Scan the entries below for the word "Some". Copy out every line in which it occurs.

Stored data

---

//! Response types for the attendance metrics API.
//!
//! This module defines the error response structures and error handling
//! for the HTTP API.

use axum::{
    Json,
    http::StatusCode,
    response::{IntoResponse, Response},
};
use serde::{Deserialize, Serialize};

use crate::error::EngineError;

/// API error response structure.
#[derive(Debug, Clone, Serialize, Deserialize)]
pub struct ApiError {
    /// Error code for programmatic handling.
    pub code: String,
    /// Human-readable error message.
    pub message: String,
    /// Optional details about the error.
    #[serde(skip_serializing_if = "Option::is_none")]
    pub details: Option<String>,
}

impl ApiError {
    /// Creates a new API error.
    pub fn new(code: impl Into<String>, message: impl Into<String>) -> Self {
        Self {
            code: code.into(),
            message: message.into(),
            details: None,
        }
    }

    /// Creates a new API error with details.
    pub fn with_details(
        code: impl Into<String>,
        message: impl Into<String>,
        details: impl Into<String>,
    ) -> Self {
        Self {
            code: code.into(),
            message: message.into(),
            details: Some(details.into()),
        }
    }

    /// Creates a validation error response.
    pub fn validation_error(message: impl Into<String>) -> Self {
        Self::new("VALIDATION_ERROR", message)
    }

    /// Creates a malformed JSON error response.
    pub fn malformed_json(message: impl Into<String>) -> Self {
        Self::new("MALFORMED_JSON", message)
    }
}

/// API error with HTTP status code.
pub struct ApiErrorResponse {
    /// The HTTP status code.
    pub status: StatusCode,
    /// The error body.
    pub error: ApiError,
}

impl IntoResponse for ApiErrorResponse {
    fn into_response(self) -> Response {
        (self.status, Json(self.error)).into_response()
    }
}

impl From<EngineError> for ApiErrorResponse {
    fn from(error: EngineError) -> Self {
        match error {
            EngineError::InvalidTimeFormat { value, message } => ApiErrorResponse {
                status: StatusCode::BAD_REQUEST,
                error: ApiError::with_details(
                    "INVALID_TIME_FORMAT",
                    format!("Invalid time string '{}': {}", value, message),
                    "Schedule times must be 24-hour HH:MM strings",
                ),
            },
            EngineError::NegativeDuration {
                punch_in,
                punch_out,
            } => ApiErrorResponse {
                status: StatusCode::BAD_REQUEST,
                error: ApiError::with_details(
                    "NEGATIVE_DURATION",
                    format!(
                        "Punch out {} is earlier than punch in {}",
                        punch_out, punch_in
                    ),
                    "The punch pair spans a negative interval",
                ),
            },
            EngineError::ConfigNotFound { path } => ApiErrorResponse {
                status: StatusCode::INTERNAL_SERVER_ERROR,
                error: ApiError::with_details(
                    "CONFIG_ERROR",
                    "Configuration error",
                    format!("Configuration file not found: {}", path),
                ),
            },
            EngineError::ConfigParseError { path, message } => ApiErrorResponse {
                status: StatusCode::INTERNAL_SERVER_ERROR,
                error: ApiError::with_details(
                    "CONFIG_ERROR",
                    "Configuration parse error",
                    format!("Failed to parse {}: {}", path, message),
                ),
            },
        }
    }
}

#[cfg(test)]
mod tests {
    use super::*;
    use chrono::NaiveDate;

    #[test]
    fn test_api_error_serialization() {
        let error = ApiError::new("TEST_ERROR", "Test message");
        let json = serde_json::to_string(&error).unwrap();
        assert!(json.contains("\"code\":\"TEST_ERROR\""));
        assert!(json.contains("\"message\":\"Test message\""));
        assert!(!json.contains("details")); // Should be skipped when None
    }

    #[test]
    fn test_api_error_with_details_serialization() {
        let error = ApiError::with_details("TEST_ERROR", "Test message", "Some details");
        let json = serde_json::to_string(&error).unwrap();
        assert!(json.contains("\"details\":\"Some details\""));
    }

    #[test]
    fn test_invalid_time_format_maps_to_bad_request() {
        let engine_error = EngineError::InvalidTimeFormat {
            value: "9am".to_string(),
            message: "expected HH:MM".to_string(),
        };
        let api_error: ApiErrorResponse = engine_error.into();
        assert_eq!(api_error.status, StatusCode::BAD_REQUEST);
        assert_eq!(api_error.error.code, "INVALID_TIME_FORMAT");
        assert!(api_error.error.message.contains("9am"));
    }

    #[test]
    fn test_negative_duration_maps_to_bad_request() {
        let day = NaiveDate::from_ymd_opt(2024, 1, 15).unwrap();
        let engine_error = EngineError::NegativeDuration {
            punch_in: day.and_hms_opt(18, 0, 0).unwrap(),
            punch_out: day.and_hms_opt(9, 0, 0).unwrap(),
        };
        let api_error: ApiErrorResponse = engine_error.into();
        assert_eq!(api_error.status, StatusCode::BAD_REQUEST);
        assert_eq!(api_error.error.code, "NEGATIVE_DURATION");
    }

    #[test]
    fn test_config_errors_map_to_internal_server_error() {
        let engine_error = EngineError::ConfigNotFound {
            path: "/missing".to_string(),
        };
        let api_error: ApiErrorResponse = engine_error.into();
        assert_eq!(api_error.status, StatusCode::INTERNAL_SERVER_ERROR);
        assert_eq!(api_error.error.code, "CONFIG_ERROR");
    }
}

---

* _EXERCISE OUTPUT_
            details: Some(details.into()),
        let error = ApiError::with_details("TEST_ERROR", "Test message", "Some details");
        assert!(json.contains("\"details\":\"Some details\""));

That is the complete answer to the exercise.